Author(s): Heatley G, Kiland J, Faha B, Seeman J, Schlamp CL, Dawson DG, Gleiser J, Maneval D, Kaufman PL,Nickells RW. Gene therapy using p21WAF-1/Cip-1 to modulate wound healing after glaucoma trabeculectomy surgery in a primate model of ocular hypertension. Gene Ther. 2004 Jun;11(12):949-55. PMID 14985792
Journal: Gene Therapy, Volume 11, Issue 12, Jun 2004
Glaucoma is a common eye disease associated with elevated intraocular pressure (IOP). Lowering IOP is the only acceptable therapy for glaucoma and slows progression of the disease. Filtration surgery, which introduces a guarded ostomy through the sclera into the anterior chamber of the eye to allow the escape of aqueous humor, is the most reliable method for effective IOP lowering. Success of this surgery is limited by scarring of the ostomy, so this procedure is often accompanied by the use of antimetabolites, such as mitomycin C (MMC), to block the wound healing response. Although effective in preventing scarring, antimetabolites also yield unwanted side effects, such as hypotony and tissue degeneration due to cellular destruction.
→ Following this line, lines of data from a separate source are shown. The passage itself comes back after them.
//! Asana REST implementation of the task tracker port.

use super::config::AsanaClientConfig;
use super::models::{DataEnvelope, NamedResource, PageEnvelope, StoryPayload, TaskPayload};
use super::retry::{
    body_or_placeholder, is_retryable_status, is_retryable_transport_error, parse_retry_after,
    retry_delay, truncate_for_error,
};
use crate::linking::{
    domain::{ProjectGid, SectionGid, SectionRef, TaskComment, TaskGid, TrackedTask},
    ports::{TaskTracker, TrackerError, TrackerResult},
};
use async_trait::async_trait;
use reqwest::header::{ACCEPT, AUTHORIZATION, HeaderMap, HeaderValue, USER_AGENT};
use serde::de::DeserializeOwned;
use serde_json::{Value, json};
use std::time::Duration;
use tracing::debug;

/// Page size used for list endpoints.
const PAGE_LIMIT: &str = "100";

/// Longest response body excerpt kept in errors.
const ERROR_BODY_LIMIT: usize = 800;

/// Fields requested when listing stories.
const STORY_OPT_FIELDS: &str = "text,resource_subtype";

/// Which failures a request may be retried on.
#[derive(Debug, Clone, Copy, PartialEq, Eq)]
enum RetryScope {
    /// Reads and idempotent writes: transport failures, 429 and 5xx.
    Idempotent,
    /// Non-idempotent writes: only 429, which Asana rejects before processing.
    RateLimitOnly,
}

impl RetryScope {
    const fn allows_status(self, status: u16) -> bool {
        match self {
            Self::Idempotent => is_retryable_status(status),
            Self::RateLimitOnly => status == 429,
        }
    }

    fn allows_transport(self, error: &reqwest::Error) -> bool {
        match self {
            Self::Idempotent => is_retryable_transport_error(error),
            Self::RateLimitOnly => error.is_connect(),
        }
    }
}

/// Asana API client.
///
/// Authentication and limits come from an explicit [`AsanaClientConfig`];
/// each client owns its own connection pool.
#[derive(Debug, Clone)]
pub struct AsanaClient {
    http: reqwest::Client,
    api_base: String,
    task_opt_fields: String,
    retry_max_attempts: usize,
    retry_base_delay: Duration,
}

impl AsanaClient {
    /// Builds a client from configuration.
    ///
    /// # Errors
    ///
    /// Returns [`TrackerError::Runtime`] when the token is not a valid header
    /// value or the HTTP client cannot be constructed.
    pub fn new(config: &AsanaClientConfig) -> TrackerResult<Self> {
        let mut headers = HeaderMap::new();
        headers.insert(
            USER_AGENT,
            HeaderValue::from_static(concat!("asana-pr-linker/", env!("CARGO_PKG_VERSION"))),
        );
        headers.insert(ACCEPT, HeaderValue::from_static("application/json"));
        let mut auth = HeaderValue::from_str(&format!("Bearer {}", config.token().expose()))
            .map_err(TrackerError::runtime)?;
        auth.set_sensitive(true);
        headers.insert(AUTHORIZATION, auth);

        let http = reqwest::Client::builder()
            .default_headers(headers)
            .timeout(config.request_timeout())
            .build()
            .map_err(TrackerError::runtime)?;

        Ok(Self {
            http,
            api_base: config.api_base().to_owned(),
            task_opt_fields: config
                .opt_fields()
                .iter()
                .map(String::as_str)
                .collect::<Vec<_>>()
                .join(","),
            retry_max_attempts: config.retry_max_attempts(),
            retry_base_delay: config.retry_base_delay(),
        })
    }

    fn url(&self, path: &str) -> String {
        format!("{}{path}", self.api_base)
    }

    async fn request_json<T, F>(
        &self,
        operation: &str,
        scope: RetryScope,
        mut request_builder: F,
    ) -> TrackerResult<T>
    where
        T: DeserializeOwned + Send,
        F: FnMut() -> reqwest::RequestBuilder + Send,
    {
        let mut attempt = 0_usize;
        loop {
            attempt = attempt.saturating_add(1);
            match request_builder().send().await {
                Ok(response) => {
                    let status = response.status();
                    if status.is_success() {
                        return response.json::<T>().await.map_err(|err| TrackerError::Decode {
                            operation: operation.to_owned(),
                            reason: err.to_string(),
                        });
                    }

                    let retry_after = parse_retry_after(response.headers());
                    let body = body_or_placeholder(response.text().await);
                    if attempt < self.retry_max_attempts && scope.allows_status(status.as_u16()) {
                        debug!(
                            operation,
                            attempt,
                            status = status.as_u16(),
                            "retrying Asana request"
                        );
                        tokio::time::sleep(retry_delay(
                            self.retry_base_delay,
                            attempt,
                            retry_after,
                        ))
                        .await;
                        continue;
                    }
                    return Err(TrackerError::Status {
                        operation: operation.to_owned(),
                        status: status.as_u16(),
                        body: truncate_for_error(&body, ERROR_BODY_LIMIT),
                    });
                }
                Err(error) => {
                    if attempt < self.retry_max_attempts && scope.allows_transport(&error) {
                        debug!(operation, attempt, %error, "retrying Asana request");
                        tokio::time::sleep(retry_delay(self.retry_base_delay, attempt, None))
                            .await;
                        continue;
                    }
                    return Err(TrackerError::transport(operation, error));
                }
            }
        }
    }

    async fn request_pages<T>(
        &self,
        operation: &str,
        path: &str,
        query: &[(&str, &str)],
    ) -> TrackerResult<Vec<T>>
    where
        T: DeserializeOwned + Send,
    {
        let url = self.url(path);
        let mut rows = Vec::new();
        let mut offset: Option<String> = None;
        loop {
            let page: PageEnvelope<T> = self
                .request_json(operation, RetryScope::Idempotent, || {
                    let mut request = self
                        .http
                        .get(&url)
                        .query(query)
                        .query(&[("limit", PAGE_LIMIT)]);
                    if let Some(offset_value) = offset.as_deref() {
                        request = request.query(&[("offset", offset_value)]);
                    }
                    request
                })
                .await?;
            rows.extend(page.data);
            match page.next_page {
                Some(next) => offset = Some(next.offset),
                None => break,
            }
        }
        Ok(rows)
    }
}

fn not_found_as(kind: &'static str, gid: &str) -> impl FnOnce(TrackerError) -> TrackerError {
    let resource = gid.to_owned();
    move |err| match err {
        TrackerError::Status { status: 404, .. } => TrackerError::NotFound {
            kind,
            gid: resource,
        },
        other => other,
    }
}

#[async_trait]
impl TaskTracker for AsanaClient {
    async fn get_task(&self, task: &TaskGid) -> TrackerResult<TrackedTask> {
        let url = self.url(&format!("/tasks/{task}"));
        let envelope: DataEnvelope<TaskPayload> = self
            .request_json("get task", RetryScope::Idempotent, || {
                self.http
                    .get(&url)
                    .query(&[("opt_fields", self.task_opt_fields.as_str())])
            })
            .await
            .map_err(not_found_as("task", task.as_str()))?;
        Ok(envelope.data.into_tracked(task.clone()))
    }

    async fn list_sections(&self, project: &ProjectGid) -> TrackerResult<Vec<SectionRef>> {
        let sections: Vec<NamedResource> = self
            .request_pages(
                "list sections",
                &format!("/projects/{project}/sections"),
                &[("opt_fields", "name")],
            )
            .await
            .map_err(not_found_as("project", project.as_str()))?;
        Ok(sections
            .into_iter()
            .map(NamedResource::into_section)
            .collect())
    }

    async fn add_task_to_section(
        &self,
        section: &SectionGid,
        task: &TaskGid,
    ) -> TrackerResult<()> {
        let url = self.url(&format!("/sections/{section}/addTask"));
        let payload = json!({ "data": { "task": task.as_str() } });
        let _: DataEnvelope<Value> = self
            .request_json("add task to section", RetryScope::Idempotent, || {
                self.http.post(&url).json(&payload)
            })
            .await
            .map_err(not_found_as("section", section.as_str()))?;
        Ok(())
    }

    async fn list_comments(&self, task: &TaskGid) -> TrackerResult<Vec<TaskComment>> {
        let stories: Vec<StoryPayload> = self
            .request_pages(
                "list stories",
                &format!("/tasks/{task}/stories"),
                &[("opt_fields", STORY_OPT_FIELDS)],
            )
            .await
            .map_err(not_found_as("task", task.as_str()))?;
        Ok(stories
            .into_iter()
            .filter_map(StoryPayload::into_comment)
            .collect())
    }

    async fn add_comment(&self, task: &TaskGid, text: &str) -> TrackerResult<()> {
        let url = self.url(&format!("/tasks/{task}/stories"));
        let payload = json!({ "data": { "text": text } });
        let _: DataEnvelope<Value> = self
            .request_json("create story", RetryScope::RateLimitOnly, || {
                self.http.post(&url).json(&payload)
            })
            .await
            .map_err(not_found_as("task", task.as_str()))?;
        Ok(())
    }
}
This study presents an alternative to antimetabolites by using gene therapy to introduce the human gene for p21(WAF-1/cip-1) (p21) to cause cell cycle arrest of surrounding cells rather than their destruction. In this procedure, p21 was delivered using a recombinant adenovirus to ocular hypertensive monkey eyes. These eyes then underwent filtration surgery. Results show that eyes treated with p21 exhibited open surgical ostomies by both functional and histological criteria, and did not display any side effects seen in control animals that were treated with MMC.